-- Work order --
Looking through the entries, count each line where the string "DateTime" occurs, and write only the total.
(Beginning of Dataset excerpts)
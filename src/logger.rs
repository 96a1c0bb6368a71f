use chrono::{DateTime, Utc};
use colored::*;
use log::{Level, Metadata, Record};
use once_cell::sync::Lazy;
use serde::{Deserialize, Serialize};
use std::io::{self, Write};
use std::sync::{Arc, Mutex};
use std::time::{Duration, Instant};
use uuid::Uuid;

static CONSOLE_LOGGER: Lazy<ConsoleLogger> = Lazy::new(ConsoleLogger::new);

pub fn init() -> Result<(), String> {
    init_with_config(LoggerConfig::default())
}

pub fn init_with_config(config: LoggerConfig) -> Result<(), String> {
    CONSOLE_LOGGER.update_config(config.clone());

    if let Err(e) = log::set_logger(&*CONSOLE_LOGGER) {
        return Err(format!("Failed to set logger: {:?}", e));
    }

    log::set_max_level(config.min_level.to_log_level_filter());
    Ok(())
}

#[derive(Debug, Clone, Copy, PartialEq, Eq, PartialOrd, Ord, Serialize, Deserialize)]
pub enum LogLevel {
    Trace = 0,
    Debug = 1,
    Info = 2,
    Warn = 3,
    Error = 4,
}

impl LogLevel {
    pub fn color(&self) -> Color {
        match self {
            LogLevel::Trace => Color::Cyan,
            LogLevel::Debug => Color::Blue,
            LogLevel::Info => Color::Green,
            LogLevel::Warn => Color::Yellow,
            LogLevel::Error => Color::Red,
        }
    }

    pub fn emoji(&self) -> &'static str {
        match self {
            LogLevel::Trace => "🔍",
            LogLevel::Debug => "🐛",
            LogLevel::Info => "💡",
            LogLevel::Warn => "⚠️",
            LogLevel::Error => "❌",
        }
    }

    pub fn as_str(&self) -> &'static str {
        match self {
            LogLevel::Trace => "TRACE",
            LogLevel::Debug => "DEBUG",
            LogLevel::Info => "INFO",
            LogLevel::Warn => "WARN",
            LogLevel::Error => "ERROR",
        }
    }

    pub fn to_log_level(&self) -> Level {
        match self {
            LogLevel::Trace => Level::Trace,
            LogLevel::Debug => Level::Debug,
            LogLevel::Info => Level::Info,
            LogLevel::Warn => Level::Warn,
            LogLevel::Error => Level::Error,
        }
    }

    pub fn to_log_level_filter(&self) -> log::LevelFilter {
        match self {
            LogLevel::Trace => log::LevelFilter::Trace,
            LogLevel::Debug => log::LevelFilter::Debug,
            LogLevel::Info => log::LevelFilter::Info,
            LogLevel::Warn => log::LevelFilter::Warn,
            LogLevel::Error => log::LevelFilter::Error,
        }
    }

    pub fn from_log_level(level: Level) -> Self {
        match level {
            Level::Trace => LogLevel::Trace,
            Level::Debug => LogLevel::Debug,
            Level::Info => LogLevel::Info,
            Level::Warn => LogLevel::Warn,
            Level::Error => LogLevel::Error,
        }
    }
}

/// Structured log entry, serialized as-is when JSON output is enabled.
#[derive(Debug, Clone, Serialize, Deserialize)]
pub struct LogEntry {
    pub id: String,
    pub timestamp: DateTime<Utc>,
    pub level: LogLevel,
    pub message: String,
    pub module: String,
    pub duration_ms: Option<u64>,
}

impl LogEntry {
    pub fn new(level: LogLevel, message: String, module: String) -> Self {
        Self {
            id: Uuid::new_v4().to_string(),
            timestamp: Utc::now(),
            level,
            message,
            module,
            duration_ms: None,
        }
    }

    pub fn with_duration(mut self, duration: Duration) -> Self {
        self.duration_ms = Some(duration.as_millis() as u64);
        self
    }
}

#[derive(Debug, Clone)]
pub struct LoggerConfig {
    pub min_level: LogLevel,
    pub show_colors: bool,
    pub show_emojis: bool,
    pub show_module: bool,
    pub include_timestamp: bool,
    pub timestamp_format: String,
    pub output_json: bool,
    pub custom_prefix: Option<String>,
}

impl Default for LoggerConfig {
    fn default() -> Self {
        Self {
            min_level: LogLevel::Info,
            show_colors: true,
            show_emojis: true,
            show_module: true,
            include_timestamp: true,
            timestamp_format: "%Y-%m-%d %H:%M:%S%.3f".to_string(),
            output_json: false,
            custom_prefix: None,
        }
    }
}

impl LoggerConfig {
    pub fn new() -> Self {
        Self::default()
    }

    pub fn with_level(mut self, level: LogLevel) -> Self {
        self.min_level = level;
        self
    }

    pub fn with_colors(mut self, enabled: bool) -> Self {
        self.show_colors = enabled;
        self
    }

    pub fn with_json_output(mut self, enabled: bool) -> Self {
        self.output_json = enabled;
        self
    }

    pub fn production() -> Self {
        Self {
            min_level: LogLevel::Info,
            show_colors: false,
            show_emojis: false,
            output_json: true,
            ..Default::default()
        }
    }

    pub fn development() -> Self {
        Self {
            min_level: LogLevel::Debug,
            show_colors: true,
            show_emojis: true,
            output_json: false,
            ..Default::default()
        }
    }
}

pub struct ConsoleLogger {
    config: Arc<Mutex<LoggerConfig>>,
}

impl ConsoleLogger {
    pub fn new() -> Self {
        Self {
            config: Arc::new(Mutex::new(LoggerConfig::default())),
        }
    }

    pub fn update_config(&self, new_config: LoggerConfig) {
        if let Ok(mut config) = self.config.lock() {
            *config = new_config;
        }
    }

    fn format_console_output(&self, entry: &LogEntry, config: &LoggerConfig) -> String {
        let mut output = String::new();

        if let Some(prefix) = &config.custom_prefix {
            output.push_str(&format!("[{}] ", prefix.bright_white().bold()));
        }

        if config.include_timestamp {
            let timestamp = entry.timestamp.format(&config.timestamp_format);
            if config.show_colors {
                output.push_str(&format!("{} ", timestamp.to_string().bright_black()));
            } else {
                output.push_str(&format!("{} ", timestamp));
            }
        }

        let level_str = if config.show_emojis {
            format!("{} {}", entry.level.emoji(), entry.level.as_str())
        } else {
            entry.level.as_str().to_string()
        };

        if config.show_colors {
            output.push_str(&format!(
                "[{}] ",
                level_str.color(entry.level.color()).bold()
            ));
        } else {
            output.push_str(&format!("[{}] ", level_str));
        }

        if config.show_module && !entry.module.is_empty() {
            if config.show_colors {
                output.push_str(&format!("{}::", entry.module.bright_blue()));
            } else {
                output.push_str(&format!("{}::", entry.module));
            }
        }

        if config.show_colors {
            output.push_str(&entry.message.white().bold().to_string());
        } else {
            output.push_str(&entry.message);
        }

        if let Some(duration) = entry.duration_ms {
            if config.show_colors {
                output.push_str(&format!(" [{}ms]", duration.to_string().bright_magenta()));
            } else {
                output.push_str(&format!(" [{}ms]", duration));
            }
        }

        output
    }

    fn create_log_entry(&self, record: &Record) -> LogEntry {
        LogEntry::new(
            LogLevel::from_log_level(record.level()),
            record.args().to_string(),
            record.module_path().unwrap_or("unknown").to_string(),
        )
    }
}

impl log::Log for ConsoleLogger {
    fn enabled(&self, metadata: &Metadata) -> bool {
        if let Ok(config) = self.config.lock() {
            metadata.level() <= config.min_level.to_log_level()
        } else {
            true
        }
    }

    fn log(&self, record: &Record) {
        if self.enabled(record.metadata()) {
            let entry = self.create_log_entry(record);

            if let Ok(config) = self.config.lock() {
                if config.output_json {
                    println!("{}", serde_json::to_string(&entry).unwrap_or_default());
                } else {
                    println!("{}", self.format_console_output(&entry, &config));
                }
            }
        }
    }

    fn flush(&self) {
        let _ = io::stdout().flush();
    }
}

/// Timer that logs its elapsed time when dropped. Used to report how long a
/// provider call took.
pub struct Timer {
    start: Instant,
    name: String,
}

impl Timer {
    pub fn new(name: &str) -> Self {
        Self {
            start: Instant::now(),
            name: name.to_string(),
        }
    }

    pub fn elapsed(&self) -> Duration {
        self.start.elapsed()
    }
}

impl Drop for Timer {
    fn drop(&mut self) {
        log::info!(
            "⏱️  Timer '{}' completed in {}ms",
            self.name,
            self.elapsed().as_millis()
        );
    }
}

pub fn timer(name: &str) -> Timer {
    Timer::new(name)
}

/// Log application startup information
pub fn log_startup_info(app_name: &str, version: &str, port: u16) {
    log::info!("🚀 Starting {} v{}", app_name, version);
    log::info!("🌐 Server will run on http://0.0.0.0:{}", port);
    log::info!("📝 Logger initialized successfully");
}

/// Log configuration details
pub fn log_config_info(config: &crate::config::Config) {
    log::info!("⚙️  Configuration loaded:");
    log::info!("   Port: {}", config.port.unwrap_or(8080));
    log::info!(
        "   Generator: {}",
        config.generator.as_deref().unwrap_or("openai")
    );
    log::info!(
        "   Auth token: {}",
        if config.auth_token.is_some() {
            "✅"
        } else {
            "❌"
        }
    );
}

#[cfg(test)]
mod tests {
    use super::*;

    #[test]
    fn test_log_levels() {
        assert_eq!(LogLevel::Info.as_str(), "INFO");
        assert_eq!(LogLevel::Error.emoji(), "❌");
        assert_eq!(LogLevel::Debug.color(), Color::Blue);
    }

    #[test]
    fn test_logger_config() {
        let config = LoggerConfig::development();
        assert_eq!(config.min_level, LogLevel::Debug);
        assert!(config.show_colors);

        let prod_config = LoggerConfig::production();
        assert!(!prod_config.show_colors);
        assert!(prod_config.output_json);
    }

    #[test]
    fn test_console_format_without_colors() {
        let logger = ConsoleLogger::new();
        let config = LoggerConfig::new()
            .with_colors(false)
            .with_level(LogLevel::Info);
        let entry = LogEntry::new(
            LogLevel::Warn,
            "slow provider".to_string(),
            "crochetgen::generator".to_string(),
        )
        .with_duration(Duration::from_millis(1200));

        let line = logger.format_console_output(&entry, &config);
        assert!(line.contains("WARN"));
        assert!(line.contains("crochetgen::generator::"));
        assert!(line.contains("slow provider"));
        assert!(line.contains("[1200ms]"));
    }
}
(End of Dataset excerpts)
-- Reply --
2